Colony-stimulating factor 3 signaling in colon and rectal cancers: Immune response and CMS classification in TCGA data.

Abstract

Colorectal cancer is the 2nd leading cause of cancer-related deaths in the world. The mechanisms underlying CRC development, progression, and resistance to treatment are complex and not fully understood. The immune response in the tumor microenvironment has been shown to play a significant role in many cancers, including colorectal cancer. Colony-stimulating factor 3 (CSF3) has been associated with changes to the immune environment in colorectal cancer animal models. We hypothesized that CSF3 signaling would correlate with pro-tumor tumor microenvironment changes associated with immune infiltrate and response. We utilized publicly available datasets to guide future mechanistic studies of the role CSF3 and its receptor (CSF3R) play in colorectal cancer development and progression. Here, we use bioinformatics data and mRNA from patients with colon (n = 242) or rectal (n = 92) cancers, obtained from The Cancer Genome Atlas Firehose Legacy dataset.
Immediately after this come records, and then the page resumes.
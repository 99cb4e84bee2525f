//! Counters emitted through the `metrics` facade.
//!
//! With the `metrics` feature off every helper compiles to nothing.

use crate::channels::SendReport;
use crate::types::{Channel, MerchantId};

#[cfg(feature = "metrics")]
pub(crate) fn processed(kind: &'static str, result: &'static str) {
    metrics::increment_counter!("notifications_processed_total", "type" => kind, "result" => result);
}

#[cfg(not(feature = "metrics"))]
pub(crate) fn processed(_kind: &'static str, _result: &'static str) {}

#[cfg(feature = "metrics")]
pub(crate) fn channel_report(channel: Channel, merchant_id: &MerchantId, report: &SendReport) {
    let merchant = merchant_id.0.clone();
    if report.attempted > 0 {
        metrics::counter!(
            "notifications_channel_attempts_total",
            report.attempted,
            "channel" => channel.as_str(),
            "merchantId" => merchant.clone()
        );
    }
    if report.sent > 0 {
        metrics::counter!(
            "notifications_channel_sent_total",
            report.sent,
            "channel" => channel.as_str(),
            "merchantId" => merchant.clone()
        );
    }
    if report.failed > 0 {
        metrics::counter!(
            "notifications_channel_failed_total",
            report.failed,
            "channel" => channel.as_str(),
            "merchantId" => merchant
        );
    }
}

#[cfg(not(feature = "metrics"))]
pub(crate) fn channel_report(_channel: Channel, _merchant_id: &MerchantId, _report: &SendReport) {}

#[cfg(feature = "metrics")]
pub(crate) fn throttled(merchant_id: &MerchantId) {
    metrics::increment_counter!("notifications_throttled_total", "merchantId" => merchant_id.0.clone());
}

#[cfg(not(feature = "metrics"))]
pub(crate) fn throttled(_merchant_id: &MerchantId) {}

#[cfg(feature = "metrics")]
pub(crate) fn claim_lost() {
    metrics::increment_counter!("notifications_claim_conflicts_total");
}

#[cfg(not(feature = "metrics"))]
pub(crate) fn claim_lost() {}

#[cfg(feature = "metrics")]
pub(crate) fn last_tick(worker: &str, epoch_seconds: i64) {
    metrics::gauge!("notify_worker_last_tick_seconds", epoch_seconds as f64, "worker" => worker.to_string());
}

#[cfg(not(feature = "metrics"))]
pub(crate) fn last_tick(_worker: &str, _epoch_seconds: i64) {}
use std::collections::BTreeMap;
use std::sync::Arc;

use serde_json::{Map, Value};
use tracing::{debug, info, warn};

use crate::channels::{render, stringify, Channels, EmailMessage, PushMessage, SendReport, SmsMessage};
use crate::config::RuntimeMode;
use crate::error::{ChannelError, HandleError};
use crate::rate_limit::RateLimiter;
use crate::telemetry;
use crate::types::{
    truthy, BroadcastPayload, Channel, MerchantId, Notification, OutboxEvent, TestPayload, BROADCAST_EVENT,
    TEST_EVENT,
};

/// `last_error` of a throttled event.
pub const THROTTLED_MARKER: &str = "throttled";
/// `last_error` of a broadcast acknowledged because of its `dryRun` flag.
pub const DRY_RUN_MARKER: &str = "dry-run";
/// `last_error` of an event short-circuited outside production.
pub const TEST_ENV_MARKER: &str = "test-env";
/// `last_error` of an acknowledged event with an unrecognized type.
pub const UNKNOWN_TYPE_MARKER: &str = "unknown notify type";
/// `last_error` of a push test send, which is acknowledged without delivery.
pub const PUSH_TEST_SKIPPED_MARKER: &str = "push test skipped";

const DEFAULT_TITLE: &str = "New message";
const DEFAULT_BODY: &str = "You have a new message";
const DEFAULT_TEST_SUBJECT: &str = "Test";
const DEFAULT_TEST_TEXT: &str = "Test message";
const DEFAULT_CUSTOMER_NAME: &str = "Customer";
const DEFAULT_MERCHANT_NAME: &str = "Merchant";
const EMAIL_TEMPLATE: &str = "campaign";

/// Outcome of a handling attempt that did not fail.
#[derive(Debug, Clone, PartialEq, Eq)]
pub(crate) enum Resolution {
    /// Acknowledge as `SENT`; `result` is the metrics label (`sent` or `dry`).
    Sent {
        marker: Option<&'static str>,
        result: &'static str,
    },
    /// Over the merchant's budget; defer without counting a failure.
    Throttled,
}

impl Resolution {
    fn sent() -> Self {
        Resolution::Sent {
            marker: None,
            result: "sent",
        }
    }

    fn dry(marker: &'static str) -> Self {
        Resolution::Sent {
            marker: Some(marker),
            result: "dry",
        }
    }
}

/// Recipients of a broadcast.
enum Audience {
    /// Explicit customers resolved from a segment. May be empty.
    Segment(Vec<String>),
    /// Every subscriber of the merchant's topic.
    Topic,
}

/// Routes a decoded notification to the delivery channels.
pub(crate) struct NotificationHandler {
    channels: Channels,
    limiter: Arc<dyn RateLimiter>,
    runtime: RuntimeMode,
}

impl NotificationHandler {
    pub(crate) fn new(channels: Channels, limiter: Arc<dyn RateLimiter>, runtime: RuntimeMode) -> Self {
        Self {
            channels,
            limiter,
            runtime,
        }
    }

    pub(crate) fn set_rate_limiter(&mut self, limiter: Arc<dyn RateLimiter>) {
        self.limiter = limiter;
    }

    /// Decode `event` and deliver it.
    pub(crate) async fn handle(&self, event: &OutboxEvent) -> Result<Resolution, HandleError> {
        if let Some(resolution) = self.short_circuit(event) {
            return Ok(resolution);
        }

        match Notification::decode(&event.event_type, &event.payload)? {
            Notification::Broadcast(payload) => self.handle_broadcast(event, &payload).await,
            Notification::Test(payload) => self.handle_test(event, &payload).await,
            Notification::Unknown => {
                warn!(
                    event_id = %event.id,
                    event_type = %event.event_type,
                    "Acknowledging notification with unknown type"
                );
                Ok(Resolution::Sent {
                    marker: Some(UNKNOWN_TYPE_MARKER),
                    result: "sent",
                })
            }
        }
    }

    /// Acknowledgements that depend only on the runtime and the `dryRun`
    /// flag. They are decided before the rest of the payload is validated.
    fn short_circuit(&self, event: &OutboxEvent) -> Option<Resolution> {
        match event.event_type.as_str() {
            BROADCAST_EVENT if event.payload.get("dryRun").is_some_and(truthy) => {
                Some(Resolution::dry(DRY_RUN_MARKER))
            }
            BROADCAST_EVENT | TEST_EVENT if !self.runtime.is_production() => {
                Some(Resolution::dry(TEST_ENV_MARKER))
            }
            _ => None,
        }
    }

    async fn handle_test(&self, event: &OutboxEvent, payload: &TestPayload) -> Result<Resolution, HandleError> {
        let merchant_id = payload.merchant_id.clone().unwrap_or_else(|| event.merchant_id.clone());
        let to = payload.to.trim();
        if to.is_empty() && payload.channel != Channel::Push {
            return Err(HandleError::InvalidPayload("test send requires a recipient address".into()));
        }
        let subject = non_empty(&payload.template.subject).unwrap_or(DEFAULT_TEST_SUBJECT);
        let text = non_empty(&payload.template.text).unwrap_or(DEFAULT_TEST_TEXT);

        match payload.channel {
            Channel::Email => {
                let content = non_empty(&payload.template.html).unwrap_or(text);
                let message = EmailMessage {
                    merchant_id: merchant_id.clone(),
                    to: to.to_string(),
                    subject: subject.to_string(),
                    template: EMAIL_TEMPLATE.to_string(),
                    customer_name: String::new(),
                    merchant_name: String::new(),
                    content: content.to_string(),
                };
                let ok = self.channels.email.send(&message).await?;
                if !ok {
                    warn!(event_id = %event.id, merchant_id = %merchant_id, "Email provider refused test message");
                }
                telemetry::channel_report(Channel::Email, &merchant_id, &SendReport::single(ok));
            }
            Channel::Sms => {
                let message = SmsMessage {
                    merchant_id: merchant_id.clone(),
                    recipients: vec![to.to_string()],
                    text: text.to_string(),
                };
                let report = self.channels.sms.send_bulk(&message).await?;
                telemetry::channel_report(Channel::Sms, &merchant_id, &report);
            }
            Channel::Push => {
                return Ok(Resolution::Sent {
                    marker: Some(PUSH_TEST_SKIPPED_MARKER),
                    result: "sent",
                });
            }
        }

        Ok(Resolution::sent())
    }

    async fn handle_broadcast(
        &self,
        event: &OutboxEvent,
        payload: &BroadcastPayload,
    ) -> Result<Resolution, HandleError> {
        let merchant_id = payload.merchant_id.clone().unwrap_or_else(|| event.merchant_id.clone());
        if !self.limiter.try_admit(&merchant_id).await? {
            return Ok(Resolution::Throttled);
        }

        let audience = match payload.segment_id.as_deref() {
            Some(segment_id) => Audience::Segment(
                self.channels
                    .recipients
                    .segment_customers(&merchant_id, segment_id)
                    .await?,
            ),
            None => Audience::Topic,
        };

        let mut errors = Vec::new();
        let mut reports = Vec::new();
        let channels = [Channel::Push, Channel::Sms, Channel::Email];
        for channel in channels.into_iter().filter(|c| payload.channel.includes(*c)) {
            let outcome = match channel {
                Channel::Push => self.broadcast_push(&merchant_id, payload, &audience).await,
                Channel::Sms => self.broadcast_sms(&merchant_id, payload, &audience).await,
                Channel::Email => self.broadcast_email(&merchant_id, payload, &audience).await,
            };
            match outcome {
                Ok(report) => {
                    telemetry::channel_report(channel, &merchant_id, &report);
                    reports.push((channel, report));
                }
                Err(err) => {
                    warn!(
                        event_id = %event.id,
                        merchant_id = %merchant_id,
                        channel = %channel,
                        error = %err,
                        "Broadcast channel failed"
                    );
                    errors.push(format!("{}: {}", channel.as_str().to_ascii_lowercase(), err));
                }
            }
        }

        if !errors.is_empty() {
            return Err(HandleError::Channels(errors.join("; ")));
        }

        let summary: Vec<String> = reports
            .iter()
            .map(|(channel, r)| format!("{channel}={}/{}/{}", r.attempted, r.sent, r.failed))
            .collect();
        info!(
            event_id = %event.id,
            merchant_id = %merchant_id,
            channel = %String::from(payload.channel),
            segment_id = payload.segment_id.as_deref().unwrap_or(""),
            channels = %summary.join(","),
            "broadcast.sent"
        );

        Ok(Resolution::sent())
    }

    async fn broadcast_push(
        &self,
        merchant_id: &MerchantId,
        payload: &BroadcastPayload,
        audience: &Audience,
    ) -> Result<SendReport, ChannelError> {
        let vars = &payload.variables;
        let message = PushMessage {
            merchant_id: merchant_id.clone(),
            title: render_or(&payload.template.subject, vars, DEFAULT_TITLE),
            body: render_or(&payload.template.text, vars, DEFAULT_BODY),
            data: string_map(vars),
        };

        match audience {
            Audience::Segment(customers) if customers.is_empty() => Ok(SendReport::default()),
            Audience::Segment(customers) => self.channels.push.send_to_customers(&message, customers).await,
            Audience::Topic => {
                let ok = self.channels.push.send_to_topic(&message).await?;
                Ok(SendReport::single(ok))
            }
        }
    }

    async fn broadcast_sms(
        &self,
        merchant_id: &MerchantId,
        payload: &BroadcastPayload,
        audience: &Audience,
    ) -> Result<SendReport, ChannelError> {
        let Audience::Segment(customers) = audience else {
            debug!(merchant_id = %merchant_id, "SMS has no topic delivery, skipping");
            return Ok(SendReport::default());
        };
        if customers.is_empty() {
            return Ok(SendReport::default());
        }

        let message = SmsMessage {
            merchant_id: merchant_id.clone(),
            recipients: customers.clone(),
            text: render_or(&payload.template.text, &payload.variables, DEFAULT_BODY),
        };
        self.channels.sms.send_bulk(&message).await
    }

    async fn broadcast_email(
        &self,
        merchant_id: &MerchantId,
        payload: &BroadcastPayload,
        audience: &Audience,
    ) -> Result<SendReport, ChannelError> {
        let Audience::Segment(customers) = audience else {
            debug!(merchant_id = %merchant_id, "Email has no topic delivery, skipping");
            return Ok(SendReport::default());
        };
        if customers.is_empty() {
            return Ok(SendReport::default());
        }

        let recipients = &self.channels.recipients;
        let contacts = recipients.email_contacts(merchant_id, customers).await?;
        if contacts.is_empty() {
            return Ok(SendReport::default());
        }
        let merchant_name = recipients
            .merchant_name(merchant_id)
            .await?
            .unwrap_or_else(|| DEFAULT_MERCHANT_NAME.to_string());

        let body_template = non_empty(&payload.template.html)
            .or_else(|| non_empty(&payload.template.text))
            .unwrap_or("");

        let mut report = SendReport::default();
        for contact in contacts {
            let customer_name = contact
                .name
                .filter(|n| !n.trim().is_empty())
                .unwrap_or_else(|| DEFAULT_CUSTOMER_NAME.to_string());
            let mut ctx = payload.variables.clone();
            ctx.insert("customerName".into(), Value::String(customer_name.clone()));
            ctx.insert("merchantName".into(), Value::String(merchant_name.clone()));

            let message = EmailMessage {
                merchant_id: merchant_id.clone(),
                to: contact.email,
                subject: render_or(&payload.template.subject, &ctx, DEFAULT_TITLE),
                template: EMAIL_TEMPLATE.to_string(),
                customer_name,
                merchant_name: merchant_name.clone(),
                content: render(body_template, &ctx),
            };
            let ok = self.channels.email.send(&message).await?;
            report.absorb(SendReport::single(ok));
        }
        Ok(report)
    }
}

fn non_empty(value: &Option<String>) -> Option<&str> {
    value.as_deref().filter(|s| !s.trim().is_empty())
}

fn render_or(template: &Option<String>, vars: &Map<String, Value>, fallback: &str) -> String {
    let rendered = non_empty(template).map(|t| render(t, vars)).unwrap_or_default();
    if rendered.trim().is_empty() {
        fallback.to_string()
    } else {
        rendered
    }
}

fn string_map(vars: &Map<String, Value>) -> BTreeMap<String, String> {
    vars.iter().map(|(k, v)| (k.clone(), stringify(v))).collect()
}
We examined correlations of CSF3 and CSF3R expression with patient demographics, tumor stage and consensus molecular subtype classification. Gene expression correlations, cell type enrichment, Estimation of STromal and Immune cells in MAlignant Tumor tissues using Expression data scores and Gene Ontology were used to analyze expression of receptor and ligand, tumor microenvironment infiltration of immune cells, and alterations in biological pathways. We found that CSF3 and CSF3R expression is highest in consensus molecular subtype 1 and consensus molecular subtype 4. Ligand and receptor expression are also correlated with changes in T cell and macrophage signatures. CSF3R significantly correlates with a large number of genes that are associated with poor colorectal cancer prognosis.